I think not. While I’m far from being an exhibitionist, I think that sharing  your thoughts, ideas, and your life with the whole wide world is a viable way for self expression. Some bloggers tell more about themselves, some tell less, and some tell nothing, creating a “topic” blog about wine, cars, computers, or whatever. I think the need to write a Weblog is first and foremost a personal need, the need to “get your stuff out there”, to be heard. while the need to share your life on TV is based on the desire for quick fame and fortune, and possibly stems from of low self esteem.

Writing a blog, even one that concentrates solely on your personal life, is far from being an easy task. It takes time and effort, and at the end you’re not even sure you’ll be read at all. So basically, you do it first and foremost for YOURSELF, and I think therein lies the big difference between these two popular forms of self exposure.  

In conclusion, I want to address the issue of possible generalization on this topic. Sometimes there’s a fine line between Reality TV and documentaries. I want to stress out that by Reality TV I primarily refer to shows like the ones mentioned above. For example, although labeled sometimes as a reality show, I consider HBO’s Project Greenlight as more of a documentary series. So what’s the difference between Documentaries and reality shows, you might ask? Well, docs usually don’t have panels of judges and fancy chateaus as backdrop for forlorn lovers. There are much bigger differences, naturally, but that, as they say, is another story…

Why I blog in English

I’ve been asked several times why I blog in English, instead of Hebrew. Well, that’s a damn good question, so I’ll try and answer it the best way I can.

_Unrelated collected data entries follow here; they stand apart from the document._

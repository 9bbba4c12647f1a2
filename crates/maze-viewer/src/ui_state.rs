// SPDX-License-Identifier: Apache-2.0
// © James Ross Ω FLYING•ROBOTS <https://github.com/flyingrobots>
//! Pure state transitions for the viewer UI (pause, resume, settings, quit).

use crate::core::{Overlay, Phase, UiState};

#[derive(Debug, Clone, PartialEq, Eq)]
pub enum UiEvent {
    EscapePressed,
    EnterPressed,
    FocusLost,
    ResumeClicked,
    OpenSettings,
    CloseOverlay,
    SavePrefs,
    QuitClicked,
}

#[derive(Debug, Clone, PartialEq, Eq)]
pub enum UiEffect {
    CaptureCursor(bool),
    SavePrefs,
    Notice(String),
    Quit,
}

pub fn reduce(ui: &UiState, ev: UiEvent) -> (UiState, Vec<UiEffect>) {
    let mut next = ui.clone();
    let mut fx = Vec::new();
    match (ui.phase, ev) {
        (Phase::Playing, UiEvent::EscapePressed | UiEvent::FocusLost) => {
            next.phase = Phase::Paused;
            fx.push(UiEffect::CaptureCursor(false));
        }
        (Phase::Paused, UiEvent::EscapePressed) => {
            if ui.overlay == Overlay::None {
                fx.push(UiEffect::Quit);
            } else {
                next.overlay = Overlay::None;
            }
        }
        (Phase::Paused, UiEvent::EnterPressed | UiEvent::ResumeClicked) => {
            next.phase = Phase::Playing;
            next.overlay = Overlay::None;
            fx.push(UiEffect::CaptureCursor(true));
        }
        (Phase::Paused, UiEvent::OpenSettings) => next.overlay = Overlay::Settings,
        (_, UiEvent::CloseOverlay) => next.overlay = Overlay::None,
        (_, UiEvent::SavePrefs) => {
            fx.push(UiEffect::SavePrefs);
            next.overlay = Overlay::None;
        }
        (_, UiEvent::QuitClicked) => fx.push(UiEffect::Quit),
        (Phase::Playing, UiEvent::EnterPressed | UiEvent::ResumeClicked | UiEvent::OpenSettings)
        | (Phase::Paused, UiEvent::FocusLost) => {}
    }
    if next.phase != ui.phase {
        let msg = if next.playing() { "Resumed" } else { "Paused: Enter resumes, Esc quits" };
        fx.push(UiEffect::Notice(msg.into()));
    }
    (next, fx)
}

#[cfg(test)]
mod tests {
    use super::*;

    fn playing() -> UiState {
        UiState {
            phase: Phase::Playing,
            overlay: Overlay::None,
        }
    }

    #[test]
    fn escape_pauses_then_quits() {
        let (paused, fx) = reduce(&playing(), UiEvent::EscapePressed);
        assert_eq!(paused.phase, Phase::Paused);
        assert!(fx.contains(&UiEffect::CaptureCursor(false)));
        let (_, fx) = reduce(&paused, UiEvent::EscapePressed);
        assert_eq!(fx, vec![UiEffect::Quit]);
    }

    #[test]
    fn enter_resumes_and_captures() {
        let (ui, fx) = reduce(&UiState::new(), UiEvent::EnterPressed);
        assert!(ui.playing());
        assert!(fx.contains(&UiEffect::CaptureCursor(true)));
        assert!(fx.iter().any(|f| matches!(f, UiEffect::Notice(_))));
    }

    #[test]
    fn escape_closes_settings_before_quitting() {
        let (ui, _) = reduce(&UiState::new(), UiEvent::OpenSettings);
        assert_eq!(ui.overlay, Overlay::Settings);
        let (ui, fx) = reduce(&ui, UiEvent::EscapePressed);
        assert_eq!(ui.overlay, Overlay::None);
        assert!(fx.is_empty());
    }

    #[test]
    fn settings_only_open_while_paused() {
        let (ui, fx) = reduce(&playing(), UiEvent::OpenSettings);
        assert_eq!(ui, playing());
        assert!(fx.is_empty());
    }

    #[test]
    fn focus_loss_pauses() {
        let (ui, fx) = reduce(&playing(), UiEvent::FocusLost);
        assert_eq!(ui.phase, Phase::Paused);
        assert!(fx.contains(&UiEffect::CaptureCursor(false)));
    }

    #[test]
    fn save_closes_overlay_with_effect() {
        let (ui, _) = reduce(&UiState::new(), UiEvent::OpenSettings);
        let (ui, fx) = reduce(&ui, UiEvent::SavePrefs);
        assert_eq!(ui.overlay, Overlay::None);
        assert_eq!(fx, vec![UiEffect::SavePrefs]);
    }
}
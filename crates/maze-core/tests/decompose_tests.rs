// SPDX-License-Identifier: Apache-2.0
// © James Ross Ω FLYING•ROBOTS <https://github.com/flyingrobots>
#![allow(missing_docs)]
#![allow(clippy::unwrap_used)]
//! Integration tests for run-length wall decomposition.

use maze_core::{BlockKind, Bitmap, Decomposer, GridScale, TileWindow, WallMap};
use proptest::prelude::*;

fn tile_space() -> GridScale {
    GridScale {
        cell: 1.0,
        wall_height: 1.0,
    }
}

fn decompose(rows: &[&str]) -> Vec<maze_core::WallBlock> {
    let map = Bitmap::from_rows(rows.iter().copied()).unwrap();
    let mut d = Decomposer::new();
    d.decompose(&map, TileWindow::full(&map), &tile_space()).to_vec()
}

#[test]
fn isolated_wall_tile_produces_no_blocks() {
    let blocks = decompose(&[".....", ".....", "..#..", ".....", "....."]);
    assert!(blocks.is_empty());
}

#[test]
fn horizontal_run_merges_into_one_row_block() {
    let blocks = decompose(&[".....", ".....", ".###.", ".....", "....."]);
    assert_eq!(blocks.len(), 1);
    assert_eq!(blocks[0].kind, BlockKind::Row);
    assert_eq!(blocks[0].bounds.min().to_array(), [1.0, 0.0, 2.0]);
    assert_eq!(blocks[0].bounds.max().to_array(), [4.0, 1.0, 3.0]);
}

#[test]
fn solid_square_becomes_overlapping_strips() {
    let blocks = decompose(&["##", "##"]);
    let rows = blocks.iter().filter(|b| b.kind == BlockKind::Row).count();
    let cols = blocks.iter().filter(|b| b.kind == BlockKind::Column).count();
    assert_eq!((rows, cols), (2, 2));
}

#[test]
fn runs_touching_the_window_edge_close() {
    let blocks = decompose(&["..###", "....#", "....#"]);
    assert_eq!(blocks.len(), 2);
    let col = blocks.iter().find(|b| b.kind == BlockKind::Column).unwrap();
    assert_eq!(col.bounds.min().to_array(), [4.0, 0.0, 0.0]);
    assert_eq!(col.bounds.max().to_array(), [5.0, 1.0, 3.0]);
}

#[test]
fn wall_height_and_cell_size_scale_blocks() {
    let map = Bitmap::from_rows(["##"]).unwrap();
    let mut d = Decomposer::new();
    let blocks = d.decompose(&map, TileWindow::full(&map), &GridScale::default());
    assert_eq!(blocks[0].bounds.dimensions().to_array(), [1.0, 2.0, 0.5]);
}

fn bitmaps() -> impl Strategy<Value = Bitmap> {
    (1u32..8, 1u32..8).prop_flat_map(|(w, h)| {
        proptest::collection::vec(any::<bool>(), (w * h) as usize)
            .prop_map(move |cells| Bitmap::from_cells(w, h, cells).unwrap())
    })
}

fn has_wall_neighbour(map: &Bitmap, x: u32, y: u32) -> bool {
    let w = map.width();
    let h = map.height();
    (x > 0 && map.is_wall(x - 1, y))
        || (x + 1 < w && map.is_wall(x + 1, y))
        || (y > 0 && map.is_wall(x, y - 1))
        || (y + 1 < h && map.is_wall(x, y + 1))
}

proptest! {
    #[test]
    fn blocks_cover_exactly_the_connected_wall_tiles(map in bitmaps()) {
        let mut d = Decomposer::new();
        let blocks = d.decompose(&map, TileWindow::full(&map), &tile_space()).to_vec();
        for y in 0..map.height() {
            for x in 0..map.width() {
                let centre = maze_geom::math::Vec3::new(x as f32 + 0.5, 0.5, y as f32 + 0.5);
                let covered = blocks.iter().any(|b| b.bounds.contains_point(&centre));
                let expected = map.is_wall(x, y) && has_wall_neighbour(&map, x, y);
                prop_assert_eq!(covered, expected, "tile ({}, {})", x, y);
            }
        }
    }
}
// SPDX-License-Identifier: Apache-2.0
// © James Ross Ω FLYING•ROBOTS <https://github.com/flyingrobots>
//! Viewer-local state (camera, input, world, prefs, perf) and the per-frame tick.

use std::time::Instant;

use glam::Mat4;
use maze_app_core::prefs::MazePrefs;
use maze_core::{Bitmap, MoveRequest, MovementResolver, PlayerBody, Resolution, World, WorldConfig};
use maze_geom::math::Vec3;

use crate::{
    camera::FpsCamera,
    input::InputContext,
    perf::PerfStats,
    scene::{to_geom, to_glam},
};

/// Spawn point in grid-plane coordinates, outside the maze corner.
const SPAWN_XZ: (f32, f32) = (-2.0, -2.0);

pub struct ViewerState {
    pub world: World<Bitmap>,
    pub camera: FpsCamera,
    pub input: InputContext,
    pub prefs: MazePrefs,
    pub perf: PerfStats,
    pub last_frame: Instant,
    pub last_resolution: Option<Resolution>,
    pub minimap: Option<egui::TextureHandle>,
}

impl ViewerState {
    pub fn new(
        map: Bitmap,
        config: WorldConfig,
        resolver: MovementResolver,
        prefs: MazePrefs,
    ) -> Self {
        let scale = config.scale;
        let template = PlayerBody::for_grid(Vec3::ZERO, &scale);
        let anchor = Vec3::new(SPAWN_XZ.0, template.offset().y(), SPAWN_XZ.1);
        let world = World::new(map, config, PlayerBody::for_grid(anchor, &scale), resolver);
        let camera =
            FpsCamera::looking_at(to_glam(anchor), glam::Vec3::ZERO, prefs.look.fov_degrees);
        let mut state = Self {
            world,
            camera,
            input: InputContext::default(),
            prefs: MazePrefs::default(),
            perf: PerfStats::default(),
            last_frame: Instant::now(),
            last_resolution: None,
            minimap: None,
        };
        state.apply_prefs(prefs);
        state
    }

    /// Clamps loaded prefs into usable ranges and adopts them.
    pub fn apply_prefs(&mut self, mut prefs: MazePrefs) {
        prefs.look.fov_degrees = prefs.look.fov_degrees.clamp(30.0, 120.0);
        prefs.look.sweep_degrees = prefs.look.sweep_degrees.clamp(30.0, 1080.0);
        prefs.hud.minimap_tiles = prefs.hud.minimap_tiles.clamp(8, 400);
        self.camera.fov_deg = prefs.look.fov_degrees;
        self.prefs = prefs;
    }

    pub fn export_prefs(&self) -> MazePrefs {
        self.prefs.clone()
    }

    /// Applies mouse look, then moves the player and lets the camera follow.
    pub fn tick(&mut self, dt: f32, width_px: u32) -> Resolution {
        let (dx, dy) = self.input.take_mouse_delta();
        let look = &self.prefs.look;
        self.camera
            .look(dx, dy, look.degrees_per_pixel(width_px), look.invert_y);

        let request = MoveRequest {
            direction: to_geom(self.input.move_intent(&self.camera)),
            sprint: self.input.sprinting(),
            dt,
        };
        let resolution = self.world.step(&request);
        self.camera.position = to_glam(self.world.player().anchor());
        self.last_resolution = Some(resolution);
        resolution
    }

    pub fn view_proj(&mut self, aspect: f32) -> Mat4 {
        self.camera.fov_deg = self.prefs.look.fov_degrees;
        self.camera.view_proj(aspect)
    }
}

#[cfg(test)]
#[allow(clippy::unwrap_used)]
mod tests {
    use super::*;
    use approx::assert_relative_eq;
    use egui_winit::winit::keyboard::KeyCode;

    fn viewer(rows: &[&str]) -> ViewerState {
        ViewerState::new(
            Bitmap::from_rows(rows.iter().copied()).unwrap(),
            WorldConfig::default(),
            MovementResolver::default(),
            MazePrefs::default(),
        )
    }

    #[test]
    fn spawns_outside_corner_on_floor_facing_origin() {
        let v = viewer(&["..", ".."]);
        let vol = v.world.player().volume();
        assert_relative_eq!(vol.min().y(), 0.0);
        assert_relative_eq!(v.camera.position.x, -2.0);
        assert_relative_eq!(v.camera.yaw_deg, 45.0, epsilon = 1e-4);
    }

    #[test]
    fn idle_tick_keeps_player_in_place() {
        let mut v = viewer(&["..", ".."]);
        let before = v.camera.position;
        let res = v.tick(0.016, 1280);
        assert!(!res.moved());
        assert_relative_eq!(v.camera.position.x, before.x, epsilon = 1e-5);
        assert_relative_eq!(v.camera.position.z, before.z, epsilon = 1e-5);
    }

    #[test]
    fn held_forward_moves_camera_with_player() {
        let mut v = viewer(&["..", ".."]);
        v.camera.yaw_deg = 0.0;
        v.camera.pitch_deg = 0.0;
        v.input.press(KeyCode::KeyW);
        let res = v.tick(0.1, 1280);
        assert!(res.moved());
        assert_relative_eq!(v.camera.position.x, -2.0 + 0.3, epsilon = 1e-4);
        assert_eq!(v.camera.position, to_glam(v.world.player().anchor()));
    }

    #[test]
    fn captured_mouse_turns_camera() {
        let mut v = viewer(&[".."]);
        v.input.set_captured(true);
        let yaw = v.camera.yaw_deg;
        v.input.add_mouse_motion(100.0, 0.0);
        v.tick(0.0, 1800);
        // 180 degrees per 1800 px
        assert_relative_eq!(v.camera.yaw_deg, yaw + 10.0, epsilon = 1e-3);
    }

    #[test]
    fn prefs_are_clamped_on_apply() {
        let mut v = viewer(&[".."]);
        let mut prefs = MazePrefs::default();
        prefs.look.fov_degrees = 500.0;
        prefs.hud.minimap_tiles = 1;
        v.apply_prefs(prefs);
        assert_relative_eq!(v.export_prefs().look.fov_degrees, 120.0);
        assert_eq!(v.export_prefs().hud.minimap_tiles, 8);
        assert_relative_eq!(v.camera.fov_deg, 120.0);
    }
}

It all started with Myspace. I opened a page there, and a blog. But I didn’t like the fact that the blog was practically hidden inside the page. A lot of people didn’t even see it was there. So after a short while I decided to move to a place where the blog is the main thing, in contrary to your friends list or what music you like.

And then I thought: Why not keep blogging in English?

There are several Israely blogging sites, some of them aren’t bad at all, and I did consider that for a while, but the thought of keep blogging in English, even outside of Myspace, was very tempting. As mentioned in a previous post, I may be an Israely, but as far as the Internet is concerned, and as far as my writing is concerned, I see my self as a citizen of the world, and would like my writing to reach as many people as possible, without any language barriers. Almost all of my Hebrew speaking friends  have no trouble reading in English, while on the other hand, most people in the world can’t read Hebrew, but most of them (especially those who surf the web regularly), do read in English. So for me, the logical thing was to write in English.

And if there is anyone out there who find it difficult or annoying or just troublesome, I apologize. Hey, maybe it’ll change one day and I’ll start blogging in Hebrew, but for now I’m doing my baby steps in the blogging business, so we’ll see. 

This blog is supposed to have an international appeal, so I’m not going to talk about things only Israely people will understand. That doesn’t mean I’m not going to ever mention things on the news that concern Israel, but for the most part, This is not a political blog. I truly believe that the things which interest me are universal.

One other thing is that I fell in love with the WordPress blog layouts. Most of them are quite beautiful, and because I see my blog not only as a place to write my thoughts, but also as my little personal corner on cyberspace, that was important for me. (despite some maddening technical issues. I tell you, it took a LOT of time to figure out all the features and gyzmos, and I’m not through with it yet…)

So there you have it. I want to write a blog with an international appeal (and also, I admit, practise my English at the same time. It takes me much more time to write in English, but I think it’s worth it), and I liked this layout enought so stay here. (it wasn’t really planned).

So the blog in Myspace won’t be updated anytime soon. I’m here at WordPress for now, blogging in english.